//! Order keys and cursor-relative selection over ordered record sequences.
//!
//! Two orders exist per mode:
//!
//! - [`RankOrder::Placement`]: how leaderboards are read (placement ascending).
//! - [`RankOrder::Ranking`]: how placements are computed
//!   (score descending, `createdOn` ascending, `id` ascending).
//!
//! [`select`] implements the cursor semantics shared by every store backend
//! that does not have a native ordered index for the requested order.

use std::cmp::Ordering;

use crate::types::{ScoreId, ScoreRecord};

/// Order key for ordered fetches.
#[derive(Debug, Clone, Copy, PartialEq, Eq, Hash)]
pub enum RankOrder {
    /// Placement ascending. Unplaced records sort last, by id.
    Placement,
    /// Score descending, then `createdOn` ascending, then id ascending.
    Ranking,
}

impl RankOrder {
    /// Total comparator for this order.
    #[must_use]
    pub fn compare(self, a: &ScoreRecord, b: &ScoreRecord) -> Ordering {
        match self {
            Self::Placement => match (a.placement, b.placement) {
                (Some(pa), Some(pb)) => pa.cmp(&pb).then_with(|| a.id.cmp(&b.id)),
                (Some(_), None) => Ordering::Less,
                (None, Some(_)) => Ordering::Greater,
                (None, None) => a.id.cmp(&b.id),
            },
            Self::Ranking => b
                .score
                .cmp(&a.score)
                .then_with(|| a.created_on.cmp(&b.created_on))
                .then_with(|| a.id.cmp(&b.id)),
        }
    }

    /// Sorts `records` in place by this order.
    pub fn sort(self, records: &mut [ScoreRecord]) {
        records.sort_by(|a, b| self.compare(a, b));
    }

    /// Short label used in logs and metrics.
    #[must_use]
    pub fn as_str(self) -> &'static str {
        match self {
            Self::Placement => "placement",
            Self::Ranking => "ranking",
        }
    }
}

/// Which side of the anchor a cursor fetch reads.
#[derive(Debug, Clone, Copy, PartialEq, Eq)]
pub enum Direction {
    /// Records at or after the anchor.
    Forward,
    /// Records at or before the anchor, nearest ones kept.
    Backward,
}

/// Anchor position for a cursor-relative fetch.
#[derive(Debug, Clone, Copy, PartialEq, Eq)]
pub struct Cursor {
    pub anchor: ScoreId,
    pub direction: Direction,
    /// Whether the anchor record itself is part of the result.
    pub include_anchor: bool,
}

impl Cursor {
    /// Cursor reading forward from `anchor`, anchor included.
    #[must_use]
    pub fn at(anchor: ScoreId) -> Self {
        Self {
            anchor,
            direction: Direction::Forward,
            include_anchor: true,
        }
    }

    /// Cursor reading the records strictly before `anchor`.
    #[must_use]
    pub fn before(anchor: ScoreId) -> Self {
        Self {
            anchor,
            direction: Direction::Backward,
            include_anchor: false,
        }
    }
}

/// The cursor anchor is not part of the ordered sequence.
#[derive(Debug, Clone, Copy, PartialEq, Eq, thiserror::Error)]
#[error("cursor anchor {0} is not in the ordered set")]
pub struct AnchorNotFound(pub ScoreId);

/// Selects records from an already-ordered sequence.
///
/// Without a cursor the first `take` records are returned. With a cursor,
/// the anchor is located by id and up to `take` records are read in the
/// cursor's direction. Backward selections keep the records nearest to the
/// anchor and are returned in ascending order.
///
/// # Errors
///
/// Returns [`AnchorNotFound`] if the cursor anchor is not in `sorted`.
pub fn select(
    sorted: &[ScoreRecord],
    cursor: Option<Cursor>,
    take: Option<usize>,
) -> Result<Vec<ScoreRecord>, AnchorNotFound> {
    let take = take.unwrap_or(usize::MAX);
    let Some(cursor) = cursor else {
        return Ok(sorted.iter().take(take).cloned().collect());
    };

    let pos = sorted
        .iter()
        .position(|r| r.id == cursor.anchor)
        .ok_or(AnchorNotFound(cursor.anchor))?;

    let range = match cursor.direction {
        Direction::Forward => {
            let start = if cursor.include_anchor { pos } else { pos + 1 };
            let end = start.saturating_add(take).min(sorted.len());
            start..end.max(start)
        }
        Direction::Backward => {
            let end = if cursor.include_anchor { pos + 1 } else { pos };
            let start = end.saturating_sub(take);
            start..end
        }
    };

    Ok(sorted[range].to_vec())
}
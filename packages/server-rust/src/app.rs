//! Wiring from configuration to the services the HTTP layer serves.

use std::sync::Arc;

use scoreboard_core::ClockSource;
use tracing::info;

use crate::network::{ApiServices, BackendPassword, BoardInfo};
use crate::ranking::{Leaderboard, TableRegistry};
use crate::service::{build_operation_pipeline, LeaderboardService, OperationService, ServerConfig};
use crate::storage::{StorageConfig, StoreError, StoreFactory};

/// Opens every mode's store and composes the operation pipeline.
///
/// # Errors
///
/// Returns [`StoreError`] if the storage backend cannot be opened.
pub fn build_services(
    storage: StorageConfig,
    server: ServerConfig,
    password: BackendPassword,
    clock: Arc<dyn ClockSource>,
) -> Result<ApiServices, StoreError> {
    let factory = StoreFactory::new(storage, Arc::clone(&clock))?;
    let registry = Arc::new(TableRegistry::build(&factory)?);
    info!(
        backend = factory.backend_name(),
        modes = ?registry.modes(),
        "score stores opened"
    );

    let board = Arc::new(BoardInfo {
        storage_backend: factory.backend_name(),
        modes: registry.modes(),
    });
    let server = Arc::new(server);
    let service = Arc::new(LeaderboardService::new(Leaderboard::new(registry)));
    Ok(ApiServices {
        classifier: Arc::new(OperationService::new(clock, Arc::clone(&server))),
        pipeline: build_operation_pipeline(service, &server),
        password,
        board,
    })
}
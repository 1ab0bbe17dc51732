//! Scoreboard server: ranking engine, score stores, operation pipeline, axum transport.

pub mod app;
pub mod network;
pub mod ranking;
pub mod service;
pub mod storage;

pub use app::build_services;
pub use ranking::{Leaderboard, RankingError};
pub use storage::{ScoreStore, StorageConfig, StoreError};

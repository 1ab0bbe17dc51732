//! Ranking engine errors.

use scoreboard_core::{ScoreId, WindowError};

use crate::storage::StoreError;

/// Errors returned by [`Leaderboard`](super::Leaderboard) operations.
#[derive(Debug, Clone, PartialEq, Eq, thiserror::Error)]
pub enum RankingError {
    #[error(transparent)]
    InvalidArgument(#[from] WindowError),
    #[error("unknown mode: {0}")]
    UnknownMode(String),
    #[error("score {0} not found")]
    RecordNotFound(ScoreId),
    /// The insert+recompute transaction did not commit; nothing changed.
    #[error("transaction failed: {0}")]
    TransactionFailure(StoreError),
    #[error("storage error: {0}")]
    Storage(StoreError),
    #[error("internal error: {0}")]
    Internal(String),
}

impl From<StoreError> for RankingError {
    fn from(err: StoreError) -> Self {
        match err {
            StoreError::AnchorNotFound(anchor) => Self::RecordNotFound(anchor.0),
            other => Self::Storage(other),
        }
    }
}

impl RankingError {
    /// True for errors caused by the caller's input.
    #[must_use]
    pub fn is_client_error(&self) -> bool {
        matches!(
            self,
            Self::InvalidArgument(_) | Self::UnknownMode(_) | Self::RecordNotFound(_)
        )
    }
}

...

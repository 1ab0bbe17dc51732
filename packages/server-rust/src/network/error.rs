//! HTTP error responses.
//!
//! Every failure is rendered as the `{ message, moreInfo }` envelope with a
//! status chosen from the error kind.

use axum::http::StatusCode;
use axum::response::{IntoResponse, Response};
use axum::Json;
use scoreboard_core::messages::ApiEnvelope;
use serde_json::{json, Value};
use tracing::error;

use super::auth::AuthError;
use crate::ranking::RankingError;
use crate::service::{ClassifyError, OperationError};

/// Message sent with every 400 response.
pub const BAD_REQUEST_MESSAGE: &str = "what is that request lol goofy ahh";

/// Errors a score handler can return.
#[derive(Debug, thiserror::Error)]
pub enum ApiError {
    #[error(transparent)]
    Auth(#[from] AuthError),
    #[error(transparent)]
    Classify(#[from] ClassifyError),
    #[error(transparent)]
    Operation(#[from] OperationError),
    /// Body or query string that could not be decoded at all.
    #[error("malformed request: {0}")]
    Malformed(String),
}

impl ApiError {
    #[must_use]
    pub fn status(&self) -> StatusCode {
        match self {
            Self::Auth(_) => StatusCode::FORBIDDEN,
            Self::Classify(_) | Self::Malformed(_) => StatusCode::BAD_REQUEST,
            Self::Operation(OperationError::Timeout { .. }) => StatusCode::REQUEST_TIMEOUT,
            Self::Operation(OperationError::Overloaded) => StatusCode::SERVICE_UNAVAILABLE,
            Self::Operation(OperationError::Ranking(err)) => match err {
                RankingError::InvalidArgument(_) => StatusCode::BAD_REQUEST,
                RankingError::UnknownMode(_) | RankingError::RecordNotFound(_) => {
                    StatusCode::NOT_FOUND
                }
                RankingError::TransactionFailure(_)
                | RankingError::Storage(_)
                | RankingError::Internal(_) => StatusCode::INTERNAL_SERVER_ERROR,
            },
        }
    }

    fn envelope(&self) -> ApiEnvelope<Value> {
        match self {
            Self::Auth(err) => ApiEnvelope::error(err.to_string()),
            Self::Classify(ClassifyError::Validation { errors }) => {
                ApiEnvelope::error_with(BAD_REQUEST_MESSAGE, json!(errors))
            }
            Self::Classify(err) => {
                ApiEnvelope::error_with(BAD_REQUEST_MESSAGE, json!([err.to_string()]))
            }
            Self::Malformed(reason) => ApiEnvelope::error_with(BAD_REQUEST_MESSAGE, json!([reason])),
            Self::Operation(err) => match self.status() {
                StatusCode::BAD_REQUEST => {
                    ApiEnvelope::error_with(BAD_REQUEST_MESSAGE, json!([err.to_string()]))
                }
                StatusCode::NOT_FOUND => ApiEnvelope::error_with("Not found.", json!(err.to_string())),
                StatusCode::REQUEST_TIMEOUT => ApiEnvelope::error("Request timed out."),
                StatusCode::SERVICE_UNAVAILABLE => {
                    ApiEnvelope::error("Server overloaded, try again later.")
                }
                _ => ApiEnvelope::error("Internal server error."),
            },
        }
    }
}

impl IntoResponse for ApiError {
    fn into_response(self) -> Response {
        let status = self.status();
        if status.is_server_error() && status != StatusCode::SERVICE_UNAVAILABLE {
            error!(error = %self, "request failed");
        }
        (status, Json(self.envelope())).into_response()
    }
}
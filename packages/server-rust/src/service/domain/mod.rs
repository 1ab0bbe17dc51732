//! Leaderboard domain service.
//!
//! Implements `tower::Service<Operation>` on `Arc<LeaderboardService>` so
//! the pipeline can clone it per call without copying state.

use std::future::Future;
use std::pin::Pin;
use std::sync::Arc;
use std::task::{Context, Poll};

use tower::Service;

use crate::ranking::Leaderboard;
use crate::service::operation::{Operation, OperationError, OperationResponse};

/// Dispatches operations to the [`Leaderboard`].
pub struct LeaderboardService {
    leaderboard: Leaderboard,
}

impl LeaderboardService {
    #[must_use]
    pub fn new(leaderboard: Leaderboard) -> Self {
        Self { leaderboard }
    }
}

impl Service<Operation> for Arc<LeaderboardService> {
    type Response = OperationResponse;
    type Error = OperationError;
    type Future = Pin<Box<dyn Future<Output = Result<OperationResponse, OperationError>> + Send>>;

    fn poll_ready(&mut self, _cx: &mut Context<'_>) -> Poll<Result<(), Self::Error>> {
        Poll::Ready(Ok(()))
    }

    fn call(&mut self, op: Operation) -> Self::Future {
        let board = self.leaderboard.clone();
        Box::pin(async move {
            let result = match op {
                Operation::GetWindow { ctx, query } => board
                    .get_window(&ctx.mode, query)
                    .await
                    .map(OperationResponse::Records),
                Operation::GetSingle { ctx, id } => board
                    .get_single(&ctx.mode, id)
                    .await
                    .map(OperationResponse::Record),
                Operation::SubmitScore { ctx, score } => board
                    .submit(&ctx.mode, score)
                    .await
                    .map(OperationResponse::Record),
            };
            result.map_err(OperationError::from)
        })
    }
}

---

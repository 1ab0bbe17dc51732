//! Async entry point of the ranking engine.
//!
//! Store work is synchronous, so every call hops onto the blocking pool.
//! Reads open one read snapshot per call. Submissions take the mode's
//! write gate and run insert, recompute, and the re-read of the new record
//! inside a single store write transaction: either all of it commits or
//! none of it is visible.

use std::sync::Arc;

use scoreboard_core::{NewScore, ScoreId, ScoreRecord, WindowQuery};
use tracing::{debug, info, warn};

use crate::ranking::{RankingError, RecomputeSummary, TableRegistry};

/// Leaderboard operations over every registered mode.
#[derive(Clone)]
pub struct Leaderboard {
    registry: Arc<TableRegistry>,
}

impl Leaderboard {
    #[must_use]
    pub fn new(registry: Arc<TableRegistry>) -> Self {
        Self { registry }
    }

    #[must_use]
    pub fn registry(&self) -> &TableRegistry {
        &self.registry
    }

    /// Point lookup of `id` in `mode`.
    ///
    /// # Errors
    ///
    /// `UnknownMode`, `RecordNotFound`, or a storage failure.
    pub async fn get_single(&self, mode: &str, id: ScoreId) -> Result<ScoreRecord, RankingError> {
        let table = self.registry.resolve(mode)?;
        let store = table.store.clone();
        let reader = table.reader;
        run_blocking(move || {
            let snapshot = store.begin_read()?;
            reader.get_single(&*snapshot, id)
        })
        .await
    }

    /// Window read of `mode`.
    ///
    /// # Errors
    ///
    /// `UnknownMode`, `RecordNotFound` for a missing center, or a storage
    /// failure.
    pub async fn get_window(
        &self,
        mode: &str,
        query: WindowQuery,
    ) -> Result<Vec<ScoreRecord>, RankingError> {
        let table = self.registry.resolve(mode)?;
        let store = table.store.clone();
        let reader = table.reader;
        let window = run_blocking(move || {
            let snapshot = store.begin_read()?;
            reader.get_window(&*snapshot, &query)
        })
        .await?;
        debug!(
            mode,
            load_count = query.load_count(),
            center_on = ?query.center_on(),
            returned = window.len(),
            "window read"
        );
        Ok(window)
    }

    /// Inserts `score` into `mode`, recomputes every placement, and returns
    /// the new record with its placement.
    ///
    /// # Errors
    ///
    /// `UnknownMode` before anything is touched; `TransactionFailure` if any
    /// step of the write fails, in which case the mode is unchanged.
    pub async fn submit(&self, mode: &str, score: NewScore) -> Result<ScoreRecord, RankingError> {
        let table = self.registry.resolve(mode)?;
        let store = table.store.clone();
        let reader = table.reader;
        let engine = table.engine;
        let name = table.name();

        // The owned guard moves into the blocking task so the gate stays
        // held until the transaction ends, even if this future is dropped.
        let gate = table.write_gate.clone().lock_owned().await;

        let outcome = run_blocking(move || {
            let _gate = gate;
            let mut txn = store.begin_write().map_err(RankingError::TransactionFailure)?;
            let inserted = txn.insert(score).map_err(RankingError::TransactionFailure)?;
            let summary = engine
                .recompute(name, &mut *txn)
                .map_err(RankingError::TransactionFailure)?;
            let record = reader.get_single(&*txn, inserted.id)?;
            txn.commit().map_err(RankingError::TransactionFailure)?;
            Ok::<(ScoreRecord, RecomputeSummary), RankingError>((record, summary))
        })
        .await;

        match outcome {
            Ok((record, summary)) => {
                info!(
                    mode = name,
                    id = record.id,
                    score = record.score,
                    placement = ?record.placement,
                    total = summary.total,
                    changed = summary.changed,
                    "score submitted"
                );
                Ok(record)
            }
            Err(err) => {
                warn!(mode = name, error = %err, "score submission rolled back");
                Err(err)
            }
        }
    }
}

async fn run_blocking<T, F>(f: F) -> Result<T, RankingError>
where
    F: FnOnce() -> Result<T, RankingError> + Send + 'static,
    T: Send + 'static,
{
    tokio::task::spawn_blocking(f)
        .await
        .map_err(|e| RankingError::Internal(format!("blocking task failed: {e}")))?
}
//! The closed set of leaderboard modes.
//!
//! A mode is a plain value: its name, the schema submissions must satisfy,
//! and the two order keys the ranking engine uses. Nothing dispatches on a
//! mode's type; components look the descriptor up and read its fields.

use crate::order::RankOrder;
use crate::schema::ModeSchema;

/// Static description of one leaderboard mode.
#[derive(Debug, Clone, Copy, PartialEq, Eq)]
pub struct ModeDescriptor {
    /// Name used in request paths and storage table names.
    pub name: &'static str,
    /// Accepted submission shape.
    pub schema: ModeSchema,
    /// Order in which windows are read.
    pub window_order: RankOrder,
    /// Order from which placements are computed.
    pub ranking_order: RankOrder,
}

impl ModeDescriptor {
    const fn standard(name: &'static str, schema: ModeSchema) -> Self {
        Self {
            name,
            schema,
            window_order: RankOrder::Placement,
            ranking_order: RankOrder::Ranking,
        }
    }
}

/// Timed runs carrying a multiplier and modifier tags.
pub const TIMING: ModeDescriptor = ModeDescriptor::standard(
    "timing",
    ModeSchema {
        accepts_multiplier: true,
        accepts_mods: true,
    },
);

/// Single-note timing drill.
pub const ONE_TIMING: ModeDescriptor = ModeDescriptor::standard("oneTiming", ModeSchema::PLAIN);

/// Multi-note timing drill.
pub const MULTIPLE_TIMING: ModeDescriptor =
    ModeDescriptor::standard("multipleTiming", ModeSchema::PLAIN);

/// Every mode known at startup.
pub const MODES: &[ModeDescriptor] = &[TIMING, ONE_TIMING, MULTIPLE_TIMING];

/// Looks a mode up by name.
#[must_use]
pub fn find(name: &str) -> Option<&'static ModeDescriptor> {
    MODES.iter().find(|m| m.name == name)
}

Task instructions.
The required output is every line above that contains the string "snapshot".

Result of this task.
//! Reads open one read snapshot per call. Submissions take the mode's
            let snapshot = store.begin_read()?;
            reader.get_single(&*snapshot, id)
            let snapshot = store.begin_read()?;
            reader.get_window(&*snapshot, &query)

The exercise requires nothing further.